We decided this had to be fixed, so we called the University Police. We calmly explained the situation, ending with the statement, "We're afraid our toilet is going to explode." It's true, we were afraid. After our toilet had been continually flushing for 34 minutes, Jeff came to save the day.

(jeff)

Jeff asked us what we were doing up so late. It's a little hard to sleep three feet away from a rushing river. Chelsey asked what he was doing up so late. Fixing our toilet. Oh. Right.

Note: We are not idiots. Our toilet isn't the normal kind, with the tank on the back. And there was no way to turn off the water. Okay, Dad?

when in doubt, bump it out

Lisa and Brittany, another DJ lady, wore the same thing but opposite. Don't believe us? Check this out.




But we could have PhotoShopped that.

In other news:

Economics has really got Ally down. They say that the best way to study is to teach someone else. Ally has no one to teach, so she can be heard whispering sweet economic terms like "scarcity" and "marginal willingness to pay" into the ears of this guy.

He's a great listener.

Wednesday, October 7, 2009

Holla-Days.

It turns out that we both sleep talk.

Case 1: Sunday night. Lisa slept talked, conversed actually, with Ally who thought it was funny to ask her questions. Lisa went on to talk about the next day's events. She also said things like, "We can do this!" Lisa thinks it was all in preparation for her American Heritage test that Monday.
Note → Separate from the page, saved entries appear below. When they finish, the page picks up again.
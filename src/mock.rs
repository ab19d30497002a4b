//! Recording fake of the Sixense SDK for unit tests.

use crate::ffi::SIXENSE_FAILURE;
use crate::sdk::Sdk;
use crate::types::{BaseColor, Buttons, ControllerSample, FilterParams, Hand};
use crate::{Result, SixenseError};
use std::sync::{Arc, Mutex, MutexGuard};
use std::time::Duration;

#[derive(Debug, Clone, Copy, PartialEq, Eq)]
pub enum Call {
    Init,
    Exit,
    MaxBases,
    IsBaseConnected(usize),
    SetActiveBase(usize),
    MaxControllers,
    IsControllerEnabled(usize),
    Data(usize, usize),
    NewestData(usize),
    AllNewestData,
    Other(&'static str),
}

#[derive(Debug)]
pub struct MockState {
    pub calls: Vec<Call>,
    pub init_ok: bool,
    pub exit_ok: bool,
    pub set_active_base_ok: bool,
    pub max_bases: usize,
    pub connected_bases: Vec<usize>,
    /// Number of `is_base_connected` sweeps that report nothing before
    /// `connected_bases` becomes visible.
    pub bases_hidden_for_sweeps: usize,
    pub sweep_hidden: bool,
    pub max_controllers: usize,
    pub enabled_controllers: Vec<usize>,
    pub failing_controllers: Vec<usize>,
    pub history_size: usize,
    pub sequence: u8,
    pub filter_enabled: bool,
    pub filter_params: FilterParams,
    pub base_color: BaseColor,
}

impl Default for MockState {
    fn default() -> Self {
        MockState {
            calls: Vec::new(),
            init_ok: true,
            exit_ok: true,
            set_active_base_ok: true,
            max_bases: 4,
            connected_bases: vec![0],
            bases_hidden_for_sweeps: 0,
            sweep_hidden: false,
            max_controllers: 4,
            enabled_controllers: vec![0, 1],
            failing_controllers: Vec::new(),
            history_size: 10,
            sequence: 7,
            filter_enabled: true,
            filter_params: FilterParams {
                near_range: 500.0,
                near_val: 0.96,
                far_range: 1600.0,
                far_val: 0.99,
            },
            base_color: BaseColor {
                red: 0,
                green: 255,
                blue: 0,
            },
        }
    }
}

/// Cloneable handle; clones share state so a test can inspect calls after
/// handing the SDK to a session.
#[derive(Debug, Clone, Default)]
pub struct MockSdk {
    state: Arc<Mutex<MockState>>,
}

impl MockSdk {
    pub fn new(state: MockState) -> Self {
        MockSdk {
            state: Arc::new(Mutex::new(state)),
        }
    }

    pub fn state(&self) -> MutexGuard<'_, MockState> {
        self.state.lock().unwrap_or_else(|e| e.into_inner())
    }

    pub fn calls(&self) -> Vec<Call> {
        self.state().calls.clone()
    }

    pub fn count(&self, call: Call) -> usize {
        self.state().calls.iter().filter(|c| **c == call).count()
    }

    fn record(&self, call: Call) -> MutexGuard<'_, MockState> {
        let mut state = self.state();
        state.calls.push(call);
        state
    }

    fn push(&self, call: Call) {
        self.state().calls.push(call);
    }
}

pub fn sample(controller: usize, sequence: u8) -> ControllerSample {
    ControllerSample {
        position: [controller as f32 * 100.0, 50.0, -250.0],
        rotation: [[1.0, 0.0, 0.0], [0.0, 1.0, 0.0], [0.0, 0.0, 1.0]],
        quaternion: [0.0, 0.0, 0.0, 1.0],
        joystick: [0.0, 0.25],
        trigger: 0.5,
        buttons: Buttons::BUTTON_1,
        sequence_number: sequence,
        firmware_revision: 174,
        hardware_revision: 0,
        packet_type: 1,
        magnetic_frequency: 0,
        enabled: true,
        controller_index: controller as i32,
        docked: false,
        hand: if controller % 2 == 0 { Hand::Left } else { Hand::Right },
        hemi_tracking_enabled: true,
    }
}

fn failure(op: &'static str) -> SixenseError {
    SixenseError::Call {
        op,
        status: SIXENSE_FAILURE,
    }
}

impl Sdk for MockSdk {
    fn init(&self) -> Result<()> {
        if self.record(Call::Init).init_ok {
            Ok(())
        } else {
            Err(failure("sixenseInit"))
        }
    }

    fn exit(&self) -> Result<()> {
        if self.record(Call::Exit).exit_ok {
            Ok(())
        } else {
            Err(failure("sixenseExit"))
        }
    }

    fn max_bases(&self) -> usize {
        let mut state = self.record(Call::MaxBases);
        // Each enumeration sweep starts with `max_bases`.
        state.sweep_hidden = state.bases_hidden_for_sweeps > 0;
        if state.sweep_hidden {
            state.bases_hidden_for_sweeps -= 1;
        }
        state.max_bases
    }

    fn is_base_connected(&self, base: usize) -> bool {
        let state = self.record(Call::IsBaseConnected(base));
        !state.sweep_hidden && state.connected_bases.contains(&base)
    }

    fn set_active_base(&self, base: usize) -> Result<()> {
        if self.record(Call::SetActiveBase(base)).set_active_base_ok {
            Ok(())
        } else {
            Err(failure("sixenseSetActiveBase"))
        }
    }

    fn max_controllers(&self) -> usize {
        self.record(Call::MaxControllers).max_controllers
    }

    fn is_controller_enabled(&self, which: usize) -> bool {
        self.record(Call::IsControllerEnabled(which))
            .enabled_controllers
            .contains(&which)
    }

    fn num_active_controllers(&self) -> usize {
        self.record(Call::Other("num_active_controllers"))
            .enabled_controllers
            .len()
    }

    fn history_size(&self) -> usize {
        self.record(Call::Other("history_size")).history_size
    }

    fn data(&self, which: usize, index_back: usize) -> Result<ControllerSample> {
        let state = self.record(Call::Data(which, index_back));
        if state.failing_controllers.contains(&which) {
            return Err(failure("sixenseGetData"));
        }
        Ok(sample(which, state.sequence.wrapping_sub(index_back as u8)))
    }

    fn all_data(&self, index_back: usize) -> Result<Vec<ControllerSample>> {
        let state = self.record(Call::Other("all_data"));
        let sequence = state.sequence.wrapping_sub(index_back as u8);
        Ok(slots(&state, sequence))
    }

    fn newest_data(&self, which: usize) -> Result<ControllerSample> {
        let state = self.record(Call::NewestData(which));
        if state.failing_controllers.contains(&which) {
            return Err(failure("sixenseGetNewestData"));
        }
        Ok(sample(which, state.sequence))
    }

    fn all_newest_data(&self) -> Result<Vec<ControllerSample>> {
        let state = self.record(Call::AllNewestData);
        Ok(slots(&state, state.sequence))
    }

    fn hemisphere_tracking_mode(&self, _which: usize) -> Result<bool> {
        self.push(Call::Other("hemisphere_tracking_mode"));
        Ok(true)
    }

    fn set_hemisphere_tracking_mode(&self, _which: usize, _enabled: bool) -> Result<()> {
        self.push(Call::Other("set_hemisphere_tracking_mode"));
        Ok(())
    }

    fn auto_enable_hemisphere_tracking(&self, _which: usize) -> Result<()> {
        self.push(Call::Other("auto_enable_hemisphere_tracking"));
        Ok(())
    }

    fn high_priority_binding_enabled(&self) -> Result<bool> {
        self.push(Call::Other("high_priority_binding_enabled"));
        Ok(false)
    }

    fn set_high_priority_binding_enabled(&self, _enabled: bool) -> Result<()> {
        self.push(Call::Other("set_high_priority_binding_enabled"));
        Ok(())
    }

    fn trigger_vibration(&self, _which: usize, _duration: Duration, _pattern: u8) -> Result<()> {
        self.push(Call::Other("trigger_vibration"));
        Err(failure("sixenseTriggerVibration"))
    }

    fn filter_enabled(&self) -> Result<bool> {
        Ok(self.record(Call::Other("filter_enabled")).filter_enabled)
    }

    fn set_filter_enabled(&self, enabled: bool) -> Result<()> {
        self.record(Call::Other("set_filter_enabled")).filter_enabled = enabled;
        Ok(())
    }

    fn filter_params(&self) -> Result<FilterParams> {
        Ok(self.record(Call::Other("filter_params")).filter_params)
    }

    fn set_filter_params(&self, params: FilterParams) -> Result<()> {
        self.record(Call::Other("set_filter_params")).filter_params = params;
        Ok(())
    }

    fn base_color(&self) -> Result<BaseColor> {
        Ok(self.record(Call::Other("base_color")).base_color)
    }

    fn set_base_color(&self, color: BaseColor) -> Result<()> {
        self.record(Call::Other("set_base_color")).base_color = color;
        Ok(())
    }
}

fn slots(state: &MockState, sequence: u8) -> Vec<ControllerSample> {
    (0..crate::ffi::SIXENSE_MAX_CONTROLLERS)
        .map(|i| ControllerSample {
            enabled: state.enabled_controllers.contains(&i),
            ..sample(i, sequence)
        })
        .collect()
}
Case 2: Ally was peacefully sleeping while Lisa crawled into bed after a late night of reading. It was 2 a.m., Tuesday night. Ally rolled to her side and asked, "Does your Dad get a lot of Easter mail?" Ally continued with a question about the amount of letters Lisa's brother receives. Mid-sentence, however, she awoke and realized what she was doing. The next fifteen minutes consisted of laughing, calming down, then the other started to laugh again, followed by laughing-tears, then relaxing, and laughing again. A vicious cycle. Much like homelessness.

Case 2 1/2: That same night. Ally woke up to Lisa talking again. But really, who knows what she was saying?

On another note,
When Ally gets impatient with her Economics homework, Lisa likes to turn on some appropriate work-out music and make Ally do jumping jacks and high-knees at the same time. We also like to switch it up with some Tae-Bo punches, lunges, squats, and Ally's signature dance/workout maneuvers: all in that one song. We're really mastering effective study habits.

Sunday, October 4, 2009

Something Greek

A Few Noteworthy Things:
  • Ally's family uses coasters now. Times change.
  • Jim Morgan burnt a hole in his zip-off pants with the acid he was using to clean the pool.
  • Six hour naps are possible. Don't let anyone tell you any different. You just have to work at it.
  • College Shenanigans is the new Myspace.
  • Visiting hours conflict with The Amazing Race.
  • This weekend felt like the movie 'Now and Then.' Except it didn't include Demi Moore, Rosie O'Donnell, or Christina Ricci. But otherwise it was just the same.
  • We love the Standard Seven and family.